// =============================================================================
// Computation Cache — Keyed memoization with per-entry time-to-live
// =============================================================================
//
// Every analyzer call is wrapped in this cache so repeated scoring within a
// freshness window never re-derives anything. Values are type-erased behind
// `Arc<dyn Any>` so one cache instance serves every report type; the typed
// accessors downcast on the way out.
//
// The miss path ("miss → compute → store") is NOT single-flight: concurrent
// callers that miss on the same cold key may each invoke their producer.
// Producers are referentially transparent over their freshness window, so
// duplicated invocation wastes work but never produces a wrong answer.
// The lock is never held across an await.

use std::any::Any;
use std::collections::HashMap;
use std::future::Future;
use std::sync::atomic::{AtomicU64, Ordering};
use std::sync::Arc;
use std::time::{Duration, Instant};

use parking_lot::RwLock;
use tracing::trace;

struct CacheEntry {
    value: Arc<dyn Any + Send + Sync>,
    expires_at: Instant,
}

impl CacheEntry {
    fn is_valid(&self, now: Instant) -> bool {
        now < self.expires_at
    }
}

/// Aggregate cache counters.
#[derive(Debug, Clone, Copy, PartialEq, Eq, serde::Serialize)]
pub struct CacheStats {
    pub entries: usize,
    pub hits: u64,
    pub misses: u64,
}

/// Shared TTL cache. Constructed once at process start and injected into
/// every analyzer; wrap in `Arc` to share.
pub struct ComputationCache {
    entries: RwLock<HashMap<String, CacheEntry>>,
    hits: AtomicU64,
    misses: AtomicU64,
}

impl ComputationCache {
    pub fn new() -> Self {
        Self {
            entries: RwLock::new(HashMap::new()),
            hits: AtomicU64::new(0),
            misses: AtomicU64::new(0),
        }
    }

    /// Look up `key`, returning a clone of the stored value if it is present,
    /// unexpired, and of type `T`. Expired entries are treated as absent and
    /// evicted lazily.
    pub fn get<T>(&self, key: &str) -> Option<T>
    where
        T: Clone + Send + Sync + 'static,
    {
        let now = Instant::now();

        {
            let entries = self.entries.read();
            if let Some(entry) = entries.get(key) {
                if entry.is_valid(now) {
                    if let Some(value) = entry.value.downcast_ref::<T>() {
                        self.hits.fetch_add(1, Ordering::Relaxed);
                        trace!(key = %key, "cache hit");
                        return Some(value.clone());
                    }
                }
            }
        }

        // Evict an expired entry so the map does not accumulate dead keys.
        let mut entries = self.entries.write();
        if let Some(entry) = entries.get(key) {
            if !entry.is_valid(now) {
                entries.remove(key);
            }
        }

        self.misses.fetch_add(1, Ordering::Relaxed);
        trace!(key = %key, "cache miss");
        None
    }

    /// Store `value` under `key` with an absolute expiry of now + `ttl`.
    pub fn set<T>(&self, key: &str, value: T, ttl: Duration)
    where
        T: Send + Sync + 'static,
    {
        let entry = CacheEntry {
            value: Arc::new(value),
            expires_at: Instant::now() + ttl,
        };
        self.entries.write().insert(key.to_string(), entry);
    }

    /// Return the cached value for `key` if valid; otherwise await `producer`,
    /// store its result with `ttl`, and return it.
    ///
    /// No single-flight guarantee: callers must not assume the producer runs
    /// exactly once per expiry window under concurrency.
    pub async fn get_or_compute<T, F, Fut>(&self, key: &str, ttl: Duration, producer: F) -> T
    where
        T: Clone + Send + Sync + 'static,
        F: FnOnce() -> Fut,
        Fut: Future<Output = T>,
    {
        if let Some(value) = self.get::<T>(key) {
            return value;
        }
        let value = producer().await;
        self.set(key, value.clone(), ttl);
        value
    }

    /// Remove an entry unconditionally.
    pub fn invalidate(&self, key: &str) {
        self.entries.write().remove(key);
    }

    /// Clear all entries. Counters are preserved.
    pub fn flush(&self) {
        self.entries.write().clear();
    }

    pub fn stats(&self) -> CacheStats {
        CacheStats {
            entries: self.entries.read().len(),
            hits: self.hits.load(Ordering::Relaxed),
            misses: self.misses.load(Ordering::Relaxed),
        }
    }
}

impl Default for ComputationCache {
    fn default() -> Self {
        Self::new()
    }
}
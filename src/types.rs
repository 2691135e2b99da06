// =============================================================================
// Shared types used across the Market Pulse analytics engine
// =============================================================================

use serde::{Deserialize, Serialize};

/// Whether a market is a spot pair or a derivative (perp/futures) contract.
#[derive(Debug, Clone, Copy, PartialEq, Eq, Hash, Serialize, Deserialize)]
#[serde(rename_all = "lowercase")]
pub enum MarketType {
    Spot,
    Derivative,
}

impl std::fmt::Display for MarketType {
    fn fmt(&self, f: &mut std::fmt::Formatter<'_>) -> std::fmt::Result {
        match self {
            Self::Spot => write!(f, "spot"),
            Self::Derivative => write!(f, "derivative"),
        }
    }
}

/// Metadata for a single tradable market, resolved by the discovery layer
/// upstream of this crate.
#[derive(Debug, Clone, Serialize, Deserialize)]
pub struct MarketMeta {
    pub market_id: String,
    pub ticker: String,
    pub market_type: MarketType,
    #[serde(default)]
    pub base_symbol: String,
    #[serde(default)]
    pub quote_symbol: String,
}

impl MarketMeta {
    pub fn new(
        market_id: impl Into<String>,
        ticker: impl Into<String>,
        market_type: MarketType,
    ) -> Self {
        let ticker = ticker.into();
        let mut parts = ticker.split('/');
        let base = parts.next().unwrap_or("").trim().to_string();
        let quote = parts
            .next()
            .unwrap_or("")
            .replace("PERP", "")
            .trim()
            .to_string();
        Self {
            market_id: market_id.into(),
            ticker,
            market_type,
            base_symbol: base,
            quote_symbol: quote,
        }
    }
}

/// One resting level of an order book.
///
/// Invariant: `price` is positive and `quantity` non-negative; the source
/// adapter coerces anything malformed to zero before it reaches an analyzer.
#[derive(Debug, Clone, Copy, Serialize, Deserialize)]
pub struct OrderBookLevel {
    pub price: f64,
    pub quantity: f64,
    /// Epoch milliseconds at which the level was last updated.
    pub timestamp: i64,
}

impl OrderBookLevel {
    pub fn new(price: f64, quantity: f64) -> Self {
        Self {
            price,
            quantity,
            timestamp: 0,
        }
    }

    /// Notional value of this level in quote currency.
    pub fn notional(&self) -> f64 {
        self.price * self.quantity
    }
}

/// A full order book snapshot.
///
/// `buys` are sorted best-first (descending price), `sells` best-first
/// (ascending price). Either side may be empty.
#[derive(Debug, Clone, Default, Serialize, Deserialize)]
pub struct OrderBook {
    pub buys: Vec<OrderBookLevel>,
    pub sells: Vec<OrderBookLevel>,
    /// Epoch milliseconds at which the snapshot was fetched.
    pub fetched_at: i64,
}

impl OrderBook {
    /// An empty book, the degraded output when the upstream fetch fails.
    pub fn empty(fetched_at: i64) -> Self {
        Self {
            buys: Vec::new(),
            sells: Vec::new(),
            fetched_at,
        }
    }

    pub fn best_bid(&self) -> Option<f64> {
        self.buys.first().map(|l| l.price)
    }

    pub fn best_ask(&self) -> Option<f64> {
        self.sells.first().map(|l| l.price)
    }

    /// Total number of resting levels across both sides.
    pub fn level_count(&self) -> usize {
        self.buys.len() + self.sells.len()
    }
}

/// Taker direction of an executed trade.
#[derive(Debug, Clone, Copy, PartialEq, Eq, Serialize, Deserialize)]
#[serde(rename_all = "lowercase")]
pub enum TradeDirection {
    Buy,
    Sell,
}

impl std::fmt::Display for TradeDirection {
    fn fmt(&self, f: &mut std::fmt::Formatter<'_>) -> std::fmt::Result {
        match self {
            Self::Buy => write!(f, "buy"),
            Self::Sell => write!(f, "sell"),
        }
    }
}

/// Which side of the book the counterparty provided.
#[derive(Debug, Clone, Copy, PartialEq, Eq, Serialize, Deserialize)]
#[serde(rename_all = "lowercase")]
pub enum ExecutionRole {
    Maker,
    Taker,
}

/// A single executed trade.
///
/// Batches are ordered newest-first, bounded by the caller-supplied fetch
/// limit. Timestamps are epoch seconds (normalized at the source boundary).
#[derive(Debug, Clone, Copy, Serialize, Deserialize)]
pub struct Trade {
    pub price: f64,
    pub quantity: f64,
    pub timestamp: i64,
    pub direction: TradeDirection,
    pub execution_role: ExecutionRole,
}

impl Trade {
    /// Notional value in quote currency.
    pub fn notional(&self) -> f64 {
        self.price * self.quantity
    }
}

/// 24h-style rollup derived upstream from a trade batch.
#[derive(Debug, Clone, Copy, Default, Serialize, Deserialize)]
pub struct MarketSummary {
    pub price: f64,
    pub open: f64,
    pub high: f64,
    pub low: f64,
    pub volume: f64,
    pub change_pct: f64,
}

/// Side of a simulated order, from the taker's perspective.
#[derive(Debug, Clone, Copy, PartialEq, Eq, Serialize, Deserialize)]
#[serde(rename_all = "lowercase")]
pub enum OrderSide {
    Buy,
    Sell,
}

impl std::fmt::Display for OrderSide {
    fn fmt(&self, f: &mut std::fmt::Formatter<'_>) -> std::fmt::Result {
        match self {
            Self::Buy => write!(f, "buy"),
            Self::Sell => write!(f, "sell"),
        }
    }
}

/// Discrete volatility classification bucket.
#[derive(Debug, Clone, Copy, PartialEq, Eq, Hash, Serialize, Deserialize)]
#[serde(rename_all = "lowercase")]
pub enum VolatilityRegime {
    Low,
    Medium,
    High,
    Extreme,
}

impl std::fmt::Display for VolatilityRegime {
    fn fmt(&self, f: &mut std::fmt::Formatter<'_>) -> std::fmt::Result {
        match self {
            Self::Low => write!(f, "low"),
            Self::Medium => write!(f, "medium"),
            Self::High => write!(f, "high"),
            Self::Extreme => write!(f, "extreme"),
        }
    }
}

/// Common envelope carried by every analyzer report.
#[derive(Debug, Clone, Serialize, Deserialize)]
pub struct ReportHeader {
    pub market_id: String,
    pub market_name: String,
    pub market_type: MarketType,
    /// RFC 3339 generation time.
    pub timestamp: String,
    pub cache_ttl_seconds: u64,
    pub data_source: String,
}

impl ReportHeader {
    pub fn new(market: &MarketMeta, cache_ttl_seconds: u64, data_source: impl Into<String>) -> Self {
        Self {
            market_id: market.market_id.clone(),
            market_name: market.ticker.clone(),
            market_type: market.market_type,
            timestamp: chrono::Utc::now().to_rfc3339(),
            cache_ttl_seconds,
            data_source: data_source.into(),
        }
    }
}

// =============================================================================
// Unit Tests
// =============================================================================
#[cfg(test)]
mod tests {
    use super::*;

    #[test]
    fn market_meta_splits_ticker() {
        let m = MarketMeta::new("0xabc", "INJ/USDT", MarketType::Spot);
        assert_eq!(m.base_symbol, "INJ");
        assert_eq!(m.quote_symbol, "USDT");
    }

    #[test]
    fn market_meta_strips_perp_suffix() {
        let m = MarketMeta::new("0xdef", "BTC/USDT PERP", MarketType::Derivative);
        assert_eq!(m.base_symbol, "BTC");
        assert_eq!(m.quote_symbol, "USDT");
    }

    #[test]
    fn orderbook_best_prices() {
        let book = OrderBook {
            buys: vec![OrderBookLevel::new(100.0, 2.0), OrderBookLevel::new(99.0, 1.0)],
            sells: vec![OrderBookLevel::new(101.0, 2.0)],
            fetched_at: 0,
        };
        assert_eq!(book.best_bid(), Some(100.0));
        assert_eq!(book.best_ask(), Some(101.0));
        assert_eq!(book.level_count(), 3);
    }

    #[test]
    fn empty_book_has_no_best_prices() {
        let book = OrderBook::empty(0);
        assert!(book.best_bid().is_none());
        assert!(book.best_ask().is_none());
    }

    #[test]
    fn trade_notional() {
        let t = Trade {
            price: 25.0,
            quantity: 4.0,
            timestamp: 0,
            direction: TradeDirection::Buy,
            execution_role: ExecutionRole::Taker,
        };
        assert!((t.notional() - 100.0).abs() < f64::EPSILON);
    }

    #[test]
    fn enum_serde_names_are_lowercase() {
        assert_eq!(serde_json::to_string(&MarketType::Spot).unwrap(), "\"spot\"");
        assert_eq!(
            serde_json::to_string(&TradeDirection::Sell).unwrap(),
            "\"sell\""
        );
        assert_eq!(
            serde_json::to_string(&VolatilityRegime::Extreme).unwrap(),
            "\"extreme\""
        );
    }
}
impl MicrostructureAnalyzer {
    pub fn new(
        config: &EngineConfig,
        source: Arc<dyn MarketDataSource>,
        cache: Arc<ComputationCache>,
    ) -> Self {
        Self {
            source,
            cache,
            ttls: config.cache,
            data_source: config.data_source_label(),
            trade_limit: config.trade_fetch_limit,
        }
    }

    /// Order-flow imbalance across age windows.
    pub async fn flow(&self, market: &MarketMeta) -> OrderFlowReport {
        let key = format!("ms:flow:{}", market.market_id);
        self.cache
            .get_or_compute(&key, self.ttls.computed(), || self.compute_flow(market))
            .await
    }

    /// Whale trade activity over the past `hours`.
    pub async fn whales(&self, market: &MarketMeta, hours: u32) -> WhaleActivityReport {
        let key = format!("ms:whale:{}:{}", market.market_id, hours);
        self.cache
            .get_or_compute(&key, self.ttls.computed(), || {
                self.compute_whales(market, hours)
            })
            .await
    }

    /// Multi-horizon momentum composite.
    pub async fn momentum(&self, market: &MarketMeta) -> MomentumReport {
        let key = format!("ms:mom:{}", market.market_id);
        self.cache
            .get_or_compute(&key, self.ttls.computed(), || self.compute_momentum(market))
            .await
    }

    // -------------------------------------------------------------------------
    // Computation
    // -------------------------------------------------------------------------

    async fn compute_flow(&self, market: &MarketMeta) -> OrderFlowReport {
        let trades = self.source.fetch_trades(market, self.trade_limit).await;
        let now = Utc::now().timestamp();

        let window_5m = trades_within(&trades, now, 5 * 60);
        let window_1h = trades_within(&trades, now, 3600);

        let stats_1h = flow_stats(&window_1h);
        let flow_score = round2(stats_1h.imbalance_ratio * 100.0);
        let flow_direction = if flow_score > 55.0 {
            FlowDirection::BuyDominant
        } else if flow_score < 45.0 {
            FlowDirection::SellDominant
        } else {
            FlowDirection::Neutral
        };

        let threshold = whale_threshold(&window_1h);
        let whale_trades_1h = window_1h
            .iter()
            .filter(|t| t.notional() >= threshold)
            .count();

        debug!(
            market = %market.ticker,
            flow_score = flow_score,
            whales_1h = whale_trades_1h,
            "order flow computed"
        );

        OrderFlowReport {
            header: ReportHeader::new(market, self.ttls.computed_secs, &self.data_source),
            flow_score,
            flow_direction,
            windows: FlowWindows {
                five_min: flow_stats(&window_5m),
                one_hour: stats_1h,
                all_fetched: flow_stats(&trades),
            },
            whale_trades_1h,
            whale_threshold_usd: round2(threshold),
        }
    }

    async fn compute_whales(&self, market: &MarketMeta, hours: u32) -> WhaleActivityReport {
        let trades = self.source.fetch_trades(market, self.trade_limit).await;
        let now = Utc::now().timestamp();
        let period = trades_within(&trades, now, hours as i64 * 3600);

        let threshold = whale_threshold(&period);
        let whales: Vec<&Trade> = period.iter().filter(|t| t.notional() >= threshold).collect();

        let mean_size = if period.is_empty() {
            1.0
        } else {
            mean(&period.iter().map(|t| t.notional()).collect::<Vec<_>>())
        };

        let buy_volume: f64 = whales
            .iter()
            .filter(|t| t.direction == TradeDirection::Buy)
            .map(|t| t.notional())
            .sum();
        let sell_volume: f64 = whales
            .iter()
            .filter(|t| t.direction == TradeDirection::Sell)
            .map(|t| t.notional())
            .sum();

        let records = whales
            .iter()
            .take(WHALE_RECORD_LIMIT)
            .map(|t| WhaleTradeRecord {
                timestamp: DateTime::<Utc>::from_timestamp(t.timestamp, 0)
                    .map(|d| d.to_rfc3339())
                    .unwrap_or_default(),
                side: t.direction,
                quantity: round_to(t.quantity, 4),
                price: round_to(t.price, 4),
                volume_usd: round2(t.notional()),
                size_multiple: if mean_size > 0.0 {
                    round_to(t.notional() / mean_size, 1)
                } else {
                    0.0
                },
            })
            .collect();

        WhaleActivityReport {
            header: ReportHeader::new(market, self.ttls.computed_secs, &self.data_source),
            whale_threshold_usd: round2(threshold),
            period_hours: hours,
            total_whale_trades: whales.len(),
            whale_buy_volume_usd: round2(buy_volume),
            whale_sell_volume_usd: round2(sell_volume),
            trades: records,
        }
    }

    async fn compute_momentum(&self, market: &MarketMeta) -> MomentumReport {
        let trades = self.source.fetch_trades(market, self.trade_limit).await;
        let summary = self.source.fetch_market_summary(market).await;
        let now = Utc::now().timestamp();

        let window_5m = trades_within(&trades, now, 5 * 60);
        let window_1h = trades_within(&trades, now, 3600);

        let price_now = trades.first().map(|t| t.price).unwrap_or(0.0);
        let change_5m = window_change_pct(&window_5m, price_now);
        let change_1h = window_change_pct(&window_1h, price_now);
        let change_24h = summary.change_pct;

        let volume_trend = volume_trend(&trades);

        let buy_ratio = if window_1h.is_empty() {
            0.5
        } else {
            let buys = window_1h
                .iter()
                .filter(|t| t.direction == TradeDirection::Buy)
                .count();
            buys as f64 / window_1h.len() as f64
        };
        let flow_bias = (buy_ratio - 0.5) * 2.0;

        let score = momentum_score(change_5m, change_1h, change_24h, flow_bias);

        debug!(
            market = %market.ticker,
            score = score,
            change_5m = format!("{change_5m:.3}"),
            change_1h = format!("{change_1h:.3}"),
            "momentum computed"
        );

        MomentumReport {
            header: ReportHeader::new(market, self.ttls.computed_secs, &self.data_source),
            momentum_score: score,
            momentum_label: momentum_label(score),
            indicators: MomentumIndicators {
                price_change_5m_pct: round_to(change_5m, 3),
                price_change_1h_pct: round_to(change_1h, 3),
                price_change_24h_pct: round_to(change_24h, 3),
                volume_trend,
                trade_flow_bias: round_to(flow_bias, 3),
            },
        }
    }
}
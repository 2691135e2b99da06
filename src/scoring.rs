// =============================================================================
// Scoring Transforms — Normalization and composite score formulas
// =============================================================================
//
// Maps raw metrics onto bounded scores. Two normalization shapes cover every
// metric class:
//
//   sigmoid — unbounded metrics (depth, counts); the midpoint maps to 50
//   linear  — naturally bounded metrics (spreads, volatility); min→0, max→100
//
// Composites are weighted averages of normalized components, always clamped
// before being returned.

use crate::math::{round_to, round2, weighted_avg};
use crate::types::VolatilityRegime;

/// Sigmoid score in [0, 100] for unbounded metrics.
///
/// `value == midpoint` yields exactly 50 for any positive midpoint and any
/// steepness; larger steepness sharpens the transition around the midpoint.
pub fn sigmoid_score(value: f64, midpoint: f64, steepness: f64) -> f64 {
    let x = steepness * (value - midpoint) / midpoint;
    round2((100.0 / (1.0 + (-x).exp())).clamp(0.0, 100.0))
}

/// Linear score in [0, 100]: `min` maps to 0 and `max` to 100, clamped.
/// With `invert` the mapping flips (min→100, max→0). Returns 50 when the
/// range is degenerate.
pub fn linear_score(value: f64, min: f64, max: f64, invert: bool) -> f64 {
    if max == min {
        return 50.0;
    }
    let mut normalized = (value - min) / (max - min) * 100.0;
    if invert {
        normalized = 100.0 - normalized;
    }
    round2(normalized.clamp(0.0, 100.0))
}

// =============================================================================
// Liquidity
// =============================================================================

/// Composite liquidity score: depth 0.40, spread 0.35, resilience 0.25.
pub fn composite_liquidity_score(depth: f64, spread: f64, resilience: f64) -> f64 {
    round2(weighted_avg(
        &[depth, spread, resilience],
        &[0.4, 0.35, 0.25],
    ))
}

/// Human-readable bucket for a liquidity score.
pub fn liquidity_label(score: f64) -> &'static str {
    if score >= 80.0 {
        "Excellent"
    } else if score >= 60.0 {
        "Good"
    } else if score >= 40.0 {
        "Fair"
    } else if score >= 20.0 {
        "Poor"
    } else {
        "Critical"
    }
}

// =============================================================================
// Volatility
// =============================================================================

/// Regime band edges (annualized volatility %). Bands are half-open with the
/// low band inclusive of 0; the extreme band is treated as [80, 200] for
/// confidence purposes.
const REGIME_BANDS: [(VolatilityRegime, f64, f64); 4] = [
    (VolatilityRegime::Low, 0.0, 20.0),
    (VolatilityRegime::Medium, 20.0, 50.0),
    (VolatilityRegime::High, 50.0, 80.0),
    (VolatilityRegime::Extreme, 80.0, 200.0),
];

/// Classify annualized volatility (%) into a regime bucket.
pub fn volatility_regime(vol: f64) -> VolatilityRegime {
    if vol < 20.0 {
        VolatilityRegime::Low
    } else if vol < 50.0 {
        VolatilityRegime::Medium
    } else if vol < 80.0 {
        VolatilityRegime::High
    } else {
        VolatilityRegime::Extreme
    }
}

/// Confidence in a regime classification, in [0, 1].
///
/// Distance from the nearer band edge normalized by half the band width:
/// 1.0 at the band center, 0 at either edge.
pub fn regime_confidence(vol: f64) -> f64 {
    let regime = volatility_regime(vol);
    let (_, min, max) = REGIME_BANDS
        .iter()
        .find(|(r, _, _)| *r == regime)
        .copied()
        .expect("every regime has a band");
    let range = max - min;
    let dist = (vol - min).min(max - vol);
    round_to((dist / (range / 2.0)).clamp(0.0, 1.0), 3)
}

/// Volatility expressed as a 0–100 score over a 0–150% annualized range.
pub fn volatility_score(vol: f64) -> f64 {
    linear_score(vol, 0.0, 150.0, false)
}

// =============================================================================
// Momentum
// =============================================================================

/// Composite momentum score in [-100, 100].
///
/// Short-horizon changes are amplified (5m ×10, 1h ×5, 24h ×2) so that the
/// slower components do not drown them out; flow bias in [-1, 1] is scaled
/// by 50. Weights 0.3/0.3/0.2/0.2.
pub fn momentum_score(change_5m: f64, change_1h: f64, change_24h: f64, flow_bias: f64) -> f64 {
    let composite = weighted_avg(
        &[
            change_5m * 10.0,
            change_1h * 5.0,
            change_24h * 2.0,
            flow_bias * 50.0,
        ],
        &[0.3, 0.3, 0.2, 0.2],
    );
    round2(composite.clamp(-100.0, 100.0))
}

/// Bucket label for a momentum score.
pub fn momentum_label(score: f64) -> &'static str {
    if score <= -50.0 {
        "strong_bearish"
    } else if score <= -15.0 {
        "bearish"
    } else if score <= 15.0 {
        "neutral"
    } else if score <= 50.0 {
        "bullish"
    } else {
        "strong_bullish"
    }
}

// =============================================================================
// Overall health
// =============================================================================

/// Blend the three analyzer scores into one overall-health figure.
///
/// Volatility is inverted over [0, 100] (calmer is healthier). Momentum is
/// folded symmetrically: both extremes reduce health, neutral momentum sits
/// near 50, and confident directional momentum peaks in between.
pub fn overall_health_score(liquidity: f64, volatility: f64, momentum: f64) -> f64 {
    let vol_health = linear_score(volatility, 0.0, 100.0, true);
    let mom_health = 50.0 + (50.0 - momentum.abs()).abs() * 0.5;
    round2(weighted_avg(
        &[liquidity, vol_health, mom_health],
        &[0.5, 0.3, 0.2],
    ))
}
━━━━━━━━━━━━━━━━━━━━
-- Task description --
From the records above, count how many lines hold the string "Shared", then give only that number.

-- Reply --
2